In the plaza, Abraham Zapruder's 8mm camera recorded the worried expressions of the President of the United States, the Governor of Texas and their wives as four shouting secret service agents jumped onto the limousine's running boards. The car accelerated and left the plaza without further incident.
"Report, Mr. Tovik."
"Processing, sir. Primary waveform has now re-collapsed, secondary waveforms not yet stabilized."
"Estimated time to full stabilization?"
"It's hard to say, sir. These secondaries are reinforcing each other as they collapse. I'm getting a lot of feedback loops."
"I wanted an estimate, Mr. Tovik, not an excuse."
"Yes, sir. Estimated time to secondary waveform stabilization is 960 seconds."
"Thank you, Mr. Tovik. Relax, kid. I'm aware of the difficulties associated with secondary waveforms; you may revise with further data. Deliver your updated estimate in 840 seconds."
"Yes sir. Thank you, sir."
"Report, Mr. Kholahn. Give me the broad picture from the primaries. The details can wait until the secondaries settle down."
"Yes, sir. The telemetry is almost complete. President Kennedy completed his first term, and was reelected. A major issue in the 1964 campaign was his unwillingness to escalate American presence in Vietnam. Vietnam, Laos, Cambodia, Korea and Indonesia became full satellite nations under China by the time Humphrey was elected president in 1968. His attempts to pursue trilateral detente were ineffective, and relations among all three superpowers soured badly. In the face of the relatively weak United States, the Soviet Union and the Chinese People's Empire consolidated power in Eastern Europe and southeast Asia, respectively. Both nations openly launched orbital nuclear weapons in 1971, targeted against each other and against the United States.

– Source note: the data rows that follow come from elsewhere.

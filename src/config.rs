//! Pool configuration. Global scalars only; per-asset configuration lives in
//! the asset module.

use rust_decimal::Decimal;
use rust_decimal_macros::dec;
use serde::{Deserialize, Serialize};

/// Global pool settings.
///
/// The lock period forces a delay between order placement and fill eligibility
/// (mitigating stale-price exploitation); the timeout bounds how long a broker
/// can hold an order pending. Emergency NAV bounds halt settlement at an
/// implausible pool valuation.
#[derive(Debug, Clone, Serialize, Deserialize)]
pub struct PoolConfig {
    /// Minimum order age before a broker may fill it.
    pub lock_period_ms: i64,
    /// Order age past which fills are rejected and anyone may cancel.
    pub order_timeout_ms: i64,
    /// Funding interval the per-asset rates are quoted against.
    pub funding_interval_ms: i64,
    /// Emergency bounds on NAV per share, inclusive.
    pub emergency_nav_min: Decimal,
    pub emergency_nav_max: Decimal,
    /// Flat fee rate charged on liquidity adds and removals.
    pub liquidity_fee_rate: Decimal,
    /// Maximum number of events to retain in memory.
    pub max_events: usize,
    /// Print events as they are emitted.
    pub verbose: bool,
}

impl Default for PoolConfig {
    fn default() -> Self {
        Self {
            lock_period_ms: 5 * 60 * 1000,
            order_timeout_ms: 24 * 3600 * 1000,
            funding_interval_ms: 8 * 3600 * 1000,
            emergency_nav_min: dec!(1),
            emergency_nav_max: dec!(2000),
            liquidity_fee_rate: dec!(0.0001),
            max_events: 100_000,
            verbose: false,
        }
    }
}
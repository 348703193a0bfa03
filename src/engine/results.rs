// 8.0.2: result types and errors for pool operations.

use crate::asset::RegistryError;
use crate::guard::GuardError;
use crate::ledger::LedgerError;
use crate::order::{OrderDirection, OrderError};
use crate::tokens::TransferError;
use crate::types::{AccountId, AssetId, OrderId};
use rust_decimal::Decimal;

/// Outcome of a successful liquidity-order fill.
#[derive(Debug, Clone, Copy, PartialEq, Eq)]
pub struct FillResult {
    pub order_id: OrderId,
    pub account: AccountId,
    pub asset_id: AssetId,
    pub direction: OrderDirection,
    pub amount: Decimal,
    pub fee: Decimal,
    /// Shares minted on `Add`, shares burned on `Remove`.
    pub shares_delta: Decimal,
    /// Tokens paid out to the account on `Remove`; zero on `Add`.
    pub payout: Decimal,
}

#[derive(Debug, Clone, PartialEq, Eq, thiserror::Error)]
pub enum PoolError {
    #[error("caller {0:?} is not authorized")]
    Unauthorized(AccountId),

    #[error("asset {0:?} is not enabled for trading")]
    AssetNotTradable(AssetId),

    #[error("asset {0:?} is not openable for borrowing")]
    AssetNotOpenable(AssetId),

    #[error("invalid amount {0}")]
    InvalidAmount(Decimal),

    #[error("lock period not elapsed: order age {age_ms}ms, lock period {lock_ms}ms")]
    LockPeriodNotElapsed { age_ms: i64, lock_ms: i64 },

    #[error("order expired: age {age_ms}ms exceeds timeout {timeout_ms}ms")]
    OrderExpired { age_ms: i64, timeout_ms: i64 },

    #[error("only the order owner may cancel before the timeout (age {age_ms}ms, timeout {timeout_ms}ms)")]
    CancelTooEarly { age_ms: i64, timeout_ms: i64 },

    #[error("minimum output not met: produced {produced}, required {min_out}")]
    MinOutputNotMet { produced: Decimal, min_out: Decimal },

    #[error("invalid configuration: {0}")]
    InvalidConfig(&'static str),

    #[error(transparent)]
    Registry(#[from] RegistryError),

    #[error(transparent)]
    Order(#[from] OrderError),

    #[error(transparent)]
    Ledger(#[from] LedgerError),

    #[error(transparent)]
    Guard(#[from] GuardError),

    #[error(transparent)]
    Transfer(#[from] TransferError),
}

"President Nixon followed suit in 1973, fulfilling his strong anti-Communist campaign. With the landing of Apollo XX in 1979, Nixon claimed the moon as sovereign U.S. territory, escalating tensions worldwide. Shortly after his election in 1980, President Reagan proposed moon-based weaponry as part of a 'Star Wars' weapons platform. During Reagan's second term, the installation and testing of a fusion-pumped gamma ray laser, fired from the Sea of Tranquility, was the trigger point for a preemptive nuclear strike by both the Russians and the Chinese on North America. The United States responded in kind. All three superpowers initiated extensive use of automated neutron bombs from orbit against each other and against sympathizing nations."
"Immediate human death toll estimated at 3.5 billion. As the blanketing of fast neutrons also killed or sterilized most large land-based vertebrates, starvation and disease in the subsequent ecological collapse claimed a further 3 billion over the next 10 years. By 2063, human population was approximately 3 million in scattered pockets worldwide."
"Only three million left alive? A 99.94% death rate in 100 years after intervention?î
"HA! Mr. Kholahn, once Mr. Tovik gets the revised figures on the secondaries, prepare a clean copy of your report and beam it over to Councilor Torrovinol's office by priority carrier. Append the following preface: "Torry: 99.94% - beat that! It's your move, with my compliments! Regards, Charrak."